You may tell by the title that I haven’t been writing as much as I would like to be. I have found that sitting in front of the computer, trying to come up with something that people will want to read is only going to cause my cursor to blink and blink in front of a blank document. Thus, I ordered a journal and have begun writing inside of it each day. I have found that I am much too formal when I am sitting here in front of the computer. Things like content and formatting prevent me from making progress by actually writing something. Add that with worrying about whether people will actually want to read what I have to say.

Yes, we need to know the importance of sharing our writing with other people for the sake of getting honest feedback. I realize that is what professional writers do. However, I think we all need at least one place where nobody else but I will read the things I place inside of it. That is precisely why I bought a journal. I need at least one place where I don’t have to think about any of the formalities associated with submitting my writing to someone who is going to evaluate it.  Sitting in front of my computer certainly is not going to help me achieve that.

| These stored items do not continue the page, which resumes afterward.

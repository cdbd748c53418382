//! HTTP server implementation
//!
//! Uses hyper http1 with TokioIo for async handling. Every route is a GET;
//! handlers only read the store and the last published mirrors.

use bytes::Bytes;
use http_body_util::Full;
use hyper::body::Incoming;
use hyper::server::conn::http1;
use hyper::service::service_fn;
use hyper::{Method, Request, Response};
use hyper_util::rt::TokioIo;
use std::net::SocketAddr;
use std::sync::Arc;
use std::time::Instant;
use tokio::net::TcpListener;
use tracing::{debug, error, info, warn};

use crate::config::Args;
use crate::jobs::SchedulerMetrics;
use crate::merkle::MirrorRegistry;
use crate::routes;
use crate::store::MirrorStore;
use crate::types::{MirrorError, Result};

/// Shared application state
pub struct AppState {
    pub args: Args,
    pub store: Arc<dyn MirrorStore>,
    /// Last completed rebuild per domain
    pub registry: Arc<MirrorRegistry>,
    pub metrics: Arc<SchedulerMetrics>,
    pub started_at: Instant,
}

impl AppState {
    pub fn new(
        args: Args,
        store: Arc<dyn MirrorStore>,
        registry: Arc<MirrorRegistry>,
        metrics: Arc<SchedulerMetrics>,
    ) -> Self {
        Self {
            args,
            store,
            registry,
            metrics,
            started_at: Instant::now(),
        }
    }
}

pub async fn run(state: Arc<AppState>) -> Result<()> {
    let listener = TcpListener::bind(state.args.listen)
        .await
        .map_err(|e| MirrorError::Config(format!("Failed to bind {}: {}", state.args.listen, e)))?;

    info!("ledger-mirror listening on {}", state.args.listen);
    if state.args.dev_mode {
        warn!("Development mode enabled - in-memory fallbacks allowed");
    }

    loop {
        match listener.accept().await {
            Ok((stream, addr)) => {
                let state = Arc::clone(&state);
                tokio::spawn(async move {
                    let io = TokioIo::new(stream);

                    let service = service_fn(move |req| {
                        let state = Arc::clone(&state);
                        async move { handle_request(state, addr, req).await }
                    });

                    if let Err(err) = http1::Builder::new().serve_connection(io, service).await {
                        error!("Error serving connection from {}: {:?}", addr, err);
                    }
                });
            }
            Err(e) => {
                error!("Error accepting connection: {:?}", e);
            }
        }
    }
}

/// Route incoming HTTP requests
async fn handle_request(
    state: Arc<AppState>,
    addr: SocketAddr,
    req: Request<Incoming>,
) -> std::result::Result<Response<Full<Bytes>>, hyper::Error> {
    let path = req.uri().path().to_string();
    debug!("{} {} from {}", req.method(), path, addr);

    if req.method() != Method::GET {
        return Ok(routes::error_response(&MirrorError::NotFound(format!(
            "{} {}",
            req.method(),
            path
        ))));
    }

    Ok(route(&state, &path).await)
}

/// Dispatch a GET by path
pub async fn route(state: &AppState, path: &str) -> Response<Full<Bytes>> {
    let segments: Vec<&str> = path.trim_matches('/').split('/').collect();
    match segments.as_slice() {
        ["health"] | ["healthz"] => routes::health_check(state).await,
        ["entities", domain] => routes::list_entities(state, domain).await,
        ["entities", domain, key] => routes::get_entity(state, domain, key).await,
        ["witness", domain, level1] => routes::get_witness(state, domain, level1, None),
        ["witness", domain, level1, level2] => {
            routes::get_witness(state, domain, level1, Some(level2))
        }
        _ => routes::error_response(&MirrorError::NotFound(format!("route {}", path))),
    }
}
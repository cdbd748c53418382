//! Decryption request and response domains

use serde::{Deserialize, Serialize};

use super::{
    rollup_confirmation, Action, DomainDescriptor, DomainKind, Entity, FieldReader, FieldWriter,
    FoldContext, Placement, TreeShape,
};
use crate::merkle::commit_leaf;
use crate::types::Result;

const TAG_INITIALIZE: u64 = 0;
const TAG_RESOLVE: u64 = 1;
const TAG_ABORT: u64 = 2;

const TAG_RESPOND: u64 = 0;

const REQUEST_TREE_HEIGHT: u8 = 16;
const RESPONSE_TREE_HEIGHT: u8 = 5;

pub static REQUEST: DomainDescriptor = DomainDescriptor {
    kind: DomainKind::Request,
    address_key: "REQUEST_ADDRESS",
    shape: TreeShape {
        level1_height: REQUEST_TREE_HEIGHT,
        level2_height: None,
    },
    root_field: 0,
    action_state_field: 1,
    decode: decode_request,
    entity_key: request_key,
    transition: request_transition,
    action_slot: request_slot,
    decode_confirmation: rollup_confirmation,
};

pub static RESPONSE: DomainDescriptor = DomainDescriptor {
    kind: DomainKind::Response,
    address_key: "RESPONSE_ADDRESS",
    shape: TreeShape {
        level1_height: REQUEST_TREE_HEIGHT,
        level2_height: Some(RESPONSE_TREE_HEIGHT),
    },
    root_field: 0,
    action_state_field: 1,
    decode: decode_response,
    entity_key: response_key,
    transition: response_transition,
    action_slot: response_slot,
    decode_confirmation: rollup_confirmation,
};

#[derive(Serialize, Deserialize, Clone, Copy, Debug, PartialEq, Eq)]
#[serde(rename_all = "SCREAMING_SNAKE_CASE")]
pub enum RequestStatus {
    Initialized,
    Resolved,
    Aborted,
}

impl RequestStatus {
    fn code(&self) -> u64 {
        match self {
            Self::Initialized => 1,
            Self::Resolved => 2,
            Self::Aborted => 3,
        }
    }
}

#[derive(Serialize, Deserialize, Clone, Debug, PartialEq, Eq)]
#[serde(tag = "type", rename_all = "snake_case")]
pub enum RequestAction {
    Initialize {
        request_id: u64,
        key_index: u64,
        requester: String,
        deadline: u64,
    },
    Resolve {
        request_id: u64,
        result: String,
    },
    Abort {
        request_id: u64,
    },
}

impl RequestAction {
    pub fn request_id(&self) -> u64 {
        match *self {
            Self::Initialize { request_id, .. }
            | Self::Resolve { request_id, .. }
            | Self::Abort { request_id } => request_id,
        }
    }

    pub fn encode(&self) -> Vec<String> {
        match self {
            Self::Initialize {
                request_id,
                key_index,
                requester,
                deadline,
            } => FieldWriter::tag(TAG_INITIALIZE)
                .u64(*request_id)
                .u64(*key_index)
                .string(requester)
                .u64(*deadline)
                .build(),
            Self::Resolve { request_id, result } => FieldWriter::tag(TAG_RESOLVE)
                .u64(*request_id)
                .string(result)
                .build(),
            Self::Abort { request_id } => FieldWriter::tag(TAG_ABORT).u64(*request_id).build(),
        }
    }
}

#[derive(Serialize, Deserialize, Clone, Debug, PartialEq, Eq)]
pub struct Request {
    pub request_id: u64,
    pub key_index: u64,
    pub requester: String,
    pub deadline: u64,
    pub result: Option<String>,
    pub aborted: bool,
    pub status: RequestStatus,
}

impl Request {
    fn empty(request_id: u64) -> Self {
        Self {
            request_id,
            key_index: 0,
            requester: String::new(),
            deadline: 0,
            result: None,
            aborted: false,
            status: RequestStatus::Initialized,
        }
    }

    /// Abort wins over resolve; both are terminal
    fn resolve_status(&self) -> RequestStatus {
        if self.aborted {
            RequestStatus::Aborted
        } else if self.result.is_some() {
            RequestStatus::Resolved
        } else {
            RequestStatus::Initialized
        }
    }

    pub fn placement(&self) -> Placement {
        Placement {
            level1: self.request_id,
            level2: None,
            leaf: commit_leaf(&[
                &self.key_index.to_be_bytes(),
                self.requester.as_bytes(),
                &self.deadline.to_be_bytes(),
                &self.status.code().to_be_bytes(),
                self.result.as_deref().unwrap_or("").as_bytes(),
            ]),
        }
    }
}

#[derive(Serialize, Deserialize, Clone, Debug, PartialEq, Eq)]
#[serde(tag = "type", rename_all = "snake_case")]
pub enum ResponseAction {
    Respond {
        request_id: u64,
        member_id: u64,
        data: Vec<String>,
    },
}

impl ResponseAction {
    pub fn encode(&self) -> Vec<String> {
        let Self::Respond {
            request_id,
            member_id,
            data,
        } = self;
        FieldWriter::tag(TAG_RESPOND)
            .u64(*request_id)
            .u64(*member_id)
            .list(data)
            .build()
    }
}

/// One committee member's decryption share for a request
#[derive(Serialize, Deserialize, Clone, Debug, PartialEq, Eq)]
pub struct ResponseShare {
    pub request_id: u64,
    pub member_id: u64,
    pub data: Vec<String>,
}

impl ResponseShare {
    pub fn placement(&self) -> Placement {
        let parts: Vec<&[u8]> = self.data.iter().map(|d| d.as_bytes()).collect();
        Placement {
            level1: self.request_id,
            level2: Some(self.member_id),
            leaf: commit_leaf(&parts),
        }
    }
}

fn decode_request(fields: &[String]) -> Result<Action> {
    let mut r = FieldReader::new(DomainKind::Request, fields);
    let action = match r.u64("tag")? {
        TAG_INITIALIZE => RequestAction::Initialize {
            request_id: r.u64("request_id")?,
            key_index: r.u64("key_index")?,
            requester: r.string("requester")?,
            deadline: r.u64("deadline")?,
        },
        TAG_RESOLVE => RequestAction::Resolve {
            request_id: r.u64("request_id")?,
            result: r.string("result")?,
        },
        TAG_ABORT => RequestAction::Abort {
            request_id: r.u64("request_id")?,
        },
        tag => return Err(r.unknown_tag(tag)),
    };
    r.finish()?;
    Ok(Action::Request(action))
}

fn request_key(action: &Action, _action_id: u64) -> Option<String> {
    match action {
        Action::Request(a) => Some(a.request_id().to_string()),
        _ => None,
    }
}

fn request_transition(
    current: Option<&Entity>,
    action: &Action,
    _ctx: &FoldContext,
) -> Option<Entity> {
    let Action::Request(action) = action else {
        return None;
    };
    let mut request = match current {
        Some(Entity::Request(r)) => r.clone(),
        Some(_) => return None,
        None => Request::empty(action.request_id()),
    };
    match action {
        RequestAction::Initialize {
            key_index,
            requester,
            deadline,
            ..
        } => {
            request.key_index = *key_index;
            request.requester = requester.clone();
            request.deadline = *deadline;
        }
        RequestAction::Resolve { result, .. } => {
            if request.result.is_none() {
                request.result = Some(result.clone());
            }
        }
        RequestAction::Abort { .. } => request.aborted = true,
    }
    request.status = request.resolve_status();
    Some(Entity::Request(request))
}

fn request_slot(action: &Action, _action_id: u64) -> Option<(u64, Option<u64>)> {
    match action {
        Action::Request(a) => Some((a.request_id(), None)),
        _ => None,
    }
}

fn decode_response(fields: &[String]) -> Result<Action> {
    let mut r = FieldReader::new(DomainKind::Response, fields);
    let action = match r.u64("tag")? {
        TAG_RESPOND => ResponseAction::Respond {
            request_id: r.u64("request_id")?,
            member_id: r.u64("member_id")?,
            data: r.list("data")?,
        },
        tag => return Err(r.unknown_tag(tag)),
    };
    r.finish()?;
    Ok(Action::Response(action))
}

fn response_key(action: &Action, _action_id: u64) -> Option<String> {
    match action {
        Action::Response(ResponseAction::Respond {
            request_id,
            member_id,
            ..
        }) => Some(format!("{}:{}", request_id, member_id)),
        _ => None,
    }
}

fn response_transition(
    current: Option<&Entity>,
    action: &Action,
    _ctx: &FoldContext,
) -> Option<Entity> {
    let Action::Response(ResponseAction::Respond {
        request_id,
        member_id,
        data,
    }) = action
    else {
        return None;
    };
    if current.is_some() {
        return None;
    }
    Some(Entity::Response(ResponseShare {
        request_id: *request_id,
        member_id: *member_id,
        data: data.clone(),
    }))
}

fn response_slot(action: &Action, _action_id: u64) -> Option<(u64, Option<u64>)> {
    match action {
        Action::Response(ResponseAction::Respond {
            request_id,
            member_id,
            ..
        }) => Some((*request_id, Some(*member_id))),
        _ => None,
    }
}

#[cfg(test)]
mod tests {
    use super::*;

    fn apply(current: Option<Entity>, action: RequestAction) -> Entity {
        request_transition(current.as_ref(), &Action::Request(action), &FoldContext { action_id: 0 })
            .unwrap()
    }

    #[test]
    fn test_abort_beats_resolve() {
        let init = RequestAction::Initialize {
            request_id: 4,
            key_index: 33,
            requester: "B62qRequester".into(),
            deadline: 1_000,
        };
        let resolved = apply(Some(apply(None, init)), RequestAction::Resolve {
            request_id: 4,
            result: "0xresult".into(),
        });
        let aborted = apply(Some(resolved), RequestAction::Abort { request_id: 4 });
        let Entity::Request(r) = aborted else { panic!() };
        assert_eq!(r.status, RequestStatus::Aborted);
        assert_eq!(r.key_index, 33);
    }

    #[test]
    fn test_decode_roundtrip_all_tags() {
        for action in [
            RequestAction::Initialize {
                request_id: 1,
                key_index: 2,
                requester: "r".into(),
                deadline: 3,
            },
            RequestAction::Resolve {
                request_id: 1,
                result: "x".into(),
            },
            RequestAction::Abort { request_id: 1 },
        ] {
            assert_eq!(decode_request(&action.encode()).unwrap(), Action::Request(action));
        }
    }

    #[test]
    fn test_out_of_tree_ids_still_decode() {
        let abort = RequestAction::Abort { request_id: 1 << REQUEST_TREE_HEIGHT };
        assert!(decode_request(&abort.encode()).is_ok());
        let respond = ResponseAction::Respond {
            request_id: 1,
            member_id: 1 << RESPONSE_TREE_HEIGHT,
            data: vec![],
        };
        let action = decode_response(&respond.encode()).unwrap();
        let entity = response_transition(None, &action, &FoldContext { action_id: 0 }).unwrap();
        let placement = entity.placements()[0];
        assert!(!RESPONSE.shape.holds(&placement));
    }

    #[test]
    fn test_duplicate_response_ignored() {
        let action = Action::Response(ResponseAction::Respond {
            request_id: 1,
            member_id: 0,
            data: vec!["d".into()],
        });
        let ctx = FoldContext { action_id: 0 };
        let first = response_transition(None, &action, &ctx).unwrap();
        assert!(response_transition(Some(&first), &action, &ctx).is_none());
    }
}
//! HTTP route handlers

pub mod entities;
pub mod health;
pub mod witness;

use bytes::Bytes;
use http_body_util::Full;
use hyper::header::{HeaderValue, CONTENT_TYPE};
use hyper::{Response, StatusCode};
use serde::Serialize;

use crate::domain::DomainKind;
use crate::types::MirrorError;

pub use entities::{get_entity, list_entities};
pub use health::health_check;
pub use witness::get_witness;

pub(crate) fn json_response<T: Serialize>(status: StatusCode, value: &T) -> Response<Full<Bytes>> {
    let body = serde_json::to_vec(value).unwrap_or_default();
    let mut response = Response::new(Full::new(Bytes::from(body)));
    *response.status_mut() = status;
    response
        .headers_mut()
        .insert(CONTENT_TYPE, HeaderValue::from_static("application/json"));
    response
}

pub fn error_response(err: &MirrorError) -> Response<Full<Bytes>> {
    let body = serde_json::json!({ "error": err.to_string() });
    json_response(err.status_code(), &body)
}

pub(crate) fn parse_domain(raw: &str) -> Result<DomainKind, MirrorError> {
    raw.parse()
        .map_err(|_| MirrorError::NotFound(format!("domain {}", raw)))
}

I simply take five to ten minutes each day and write whatever comes to my mind. I do it simply to achieve the task of getting my thoughts on paper. I often do think of good ideas for content when I am laying down in bed, or, on the ground playing with my dog. There is one problem with that. I tend to forget about it a few minutes later. I fall back into that rut when I sit at my computer and try to come up with something that people will actually want to read. This is why I think this journal will help me in the long run. I can refer back to it and use my entries as ideas for content.